▶ _Work instruction_:
Where the word "usize" appears in a line below, copy the whole line.

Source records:
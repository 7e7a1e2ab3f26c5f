//! Email address type.
//!
//! Dropshippers are identified by email everywhere in the system, and every
//! comparison is case-insensitive, so this type carries a [`Email::normalized`]
//! form used as the canonical matching key.

use core::fmt;

use serde::{Deserialize, Serialize};

/// Errors that can occur when parsing an [`Email`].
#[derive(thiserror::Error, Debug, Clone)]
pub enum EmailError {
    /// The input string is empty.
    #[error("email cannot be empty")]
    Empty,
    /// The input string is too long.
    #[error("email must be at most {max} characters")]
    TooLong {
        /// Maximum allowed length.
        max: usize,
    },
    /// The input does not contain an @ symbol.
    #[error("email must contain an @ symbol")]
    MissingAtSymbol,
    /// The local part (before @) is empty.
    #[error("email local part cannot be empty")]
    EmptyLocalPart,
    /// The domain part (after @) is empty.
    #[error("email domain cannot be empty")]
    EmptyDomain,
}

/// An email address identifying a dropshipper account.
///
/// ## Constraints
///
/// - Length: 1-254 characters (RFC 5321 limit)
/// - Must contain an @ symbol with non-empty local part and domain
///
/// ## Examples
///
/// ```
/// use codledger_core::Email;
///
/// assert!(Email::parse("seller@example.com").is_ok());
/// assert!(Email::parse("").is_err());
/// assert!(Email::parse("no-at-symbol").is_err());
/// ```
#[derive(Debug, Clone, Serialize, Deserialize, PartialEq, Eq, Hash)]
#[serde(transparent)]
pub struct Email(String);

impl Email {
    /// Maximum length of an email address (RFC 5321).
    pub const MAX_LENGTH: usize = 254;

    /// Parse an `Email` from a string.
    ///
    /// Surrounding whitespace is trimmed before validation; spreadsheet
    /// cells routinely carry it.
    ///
    /// # Errors
    ///
    /// Returns an error if the input:
    /// - Is empty
    /// - Is longer than 254 characters
    /// - Does not contain an @ symbol
    /// - Has an empty local part or domain
    pub fn parse(s: &str) -> Result<Self, EmailError> {
        let s = s.trim();

        if s.is_empty() {
            return Err(EmailError::Empty);
        }

        if s.len() > Self::MAX_LENGTH {
            return Err(EmailError::TooLong {
                max: Self::MAX_LENGTH,
            });
        }

        let at_pos = s.find('@').ok_or(EmailError::MissingAtSymbol)?;

        if at_pos == 0 {
            return Err(EmailError::EmptyLocalPart);
        }

        if at_pos == s.len() - 1 {
            return Err(EmailError::EmptyDomain);
        }

        Ok(Self(s.to_owned()))
    }

    /// Returns the email address as a string slice.
    #[must_use]
    pub fn as_str(&self) -> &str {
        &self.0
    }

    /// Consumes the `Email` and returns its inner string.
    #[must_use]
    pub fn into_inner(self) -> String {
        self.0
    }

    /// Lowercased form used as the canonical dropshipper matching key.
    ///
    /// Deny-list checks, dropshipper filters and price-config keys all
    /// compare this form.
    #[must_use]
    pub fn normalized(&self) -> String {
        self.0.to_lowercase()
    }

    /// Case-insensitive equality against another raw email string.
    #[must_use]
    pub fn matches(&self, other: &str) -> bool {
        self.0.eq_ignore_ascii_case(other.trim())
    }
}

impl fmt::Display for Email {
    fn fmt(&self, f: &mut fmt::Formatter<'_>) -> fmt::Result {
        write!(f, "{}", self.0)
    }
}

impl std::str::FromStr for Email {
    type Err = EmailError;

    fn from_str(s: &str) -> Result<Self, Self::Err> {
        Self::parse(s)
    }
}

impl AsRef<str> for Email {
    fn as_ref(&self) -> &str {
        &self.0
    }
}

// SQLx support (with postgres feature)
#[cfg(feature = "postgres")]
impl sqlx::Type<sqlx::Postgres> for Email {
    fn type_info() -> sqlx::postgres::PgTypeInfo {
        <String as sqlx::Type<sqlx::Postgres>>::type_info()
    }

    fn compatible(ty: &sqlx::postgres::PgTypeInfo) -> bool {
        <String as sqlx::Type<sqlx::Postgres>>::compatible(ty)
    }
}

#[cfg(feature = "postgres")]
impl<'r> sqlx::Decode<'r, sqlx::Postgres> for Email {
    fn decode(value: sqlx::postgres::PgValueRef<'r>) -> Result<Self, sqlx::error::BoxDynError> {
        let s = <String as sqlx::Decode<sqlx::Postgres>>::decode(value)?;
        // Database values are assumed valid
        Ok(Self(s))
    }
}

#[cfg(feature = "postgres")]
impl sqlx::Encode<'_, sqlx::Postgres> for Email {
    fn encode_by_ref(
        &self,
        buf: &mut sqlx::postgres::PgArgumentBuffer,
    ) -> Result<sqlx::encode::IsNull, sqlx::error::BoxDynError> {
        <String as sqlx::Encode<sqlx::Postgres>>::encode_by_ref(&self.0, buf)
    }
}

#[cfg(test)]
#[allow(clippy::unwrap_used)]
mod tests {
    use super::*;

    #[test]
    fn test_parse_valid_emails() {
        assert!(Email::parse("seller@example.com").is_ok());
        assert!(Email::parse("seller.name+tag@example.co.in").is_ok());
        assert!(Email::parse("  padded@example.com  ").is_ok());
    }

    #[test]
    fn test_parse_empty() {
        assert!(matches!(Email::parse(""), Err(EmailError::Empty)));
        assert!(matches!(Email::parse("   "), Err(EmailError::Empty)));
    }

    #[test]
    fn test_parse_too_long() {
        let long = format!("{}@example.com", "a".repeat(250));
        assert!(matches!(
            Email::parse(&long),
            Err(EmailError::TooLong { .. })
        ));
    }

    #[test]
    fn test_parse_missing_at() {
        assert!(matches!(
            Email::parse("no-at-symbol"),
            Err(EmailError::MissingAtSymbol)
        ));
    }

    #[test]
    fn test_parse_empty_local_part() {
        assert!(matches!(
            Email::parse("@domain.com"),
            Err(EmailError::EmptyLocalPart)
        ));
    }

    #[test]
    fn test_parse_empty_domain() {
        assert!(matches!(
            Email::parse("seller@"),
            Err(EmailError::EmptyDomain)
        ));
    }

    #[test]
    fn test_normalized_lowercases() {
        let email = Email::parse("Seller@Example.COM").unwrap();
        assert_eq!(email.normalized(), "seller@example.com");
    }

    #[test]
    fn test_matches_case_insensitive() {
        let email = Email::parse("seller@example.com").unwrap();
        assert!(email.matches("SELLER@EXAMPLE.COM"));
        assert!(email.matches(" seller@example.com "));
        assert!(!email.matches("other@example.com"));
    }

    #[test]
    fn test_serde_roundtrip() {
        let email = Email::parse("seller@example.com").unwrap();
        let json = serde_json::to_string(&email).unwrap();
        assert_eq!(json, "\"seller@example.com\"");

        let parsed: Email = serde_json::from_str(&json).unwrap();
        assert_eq!(parsed, email);
    }
}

▶ _Reply to the exercise_:
        max: usize,
    pub const MAX_LENGTH: usize = 254;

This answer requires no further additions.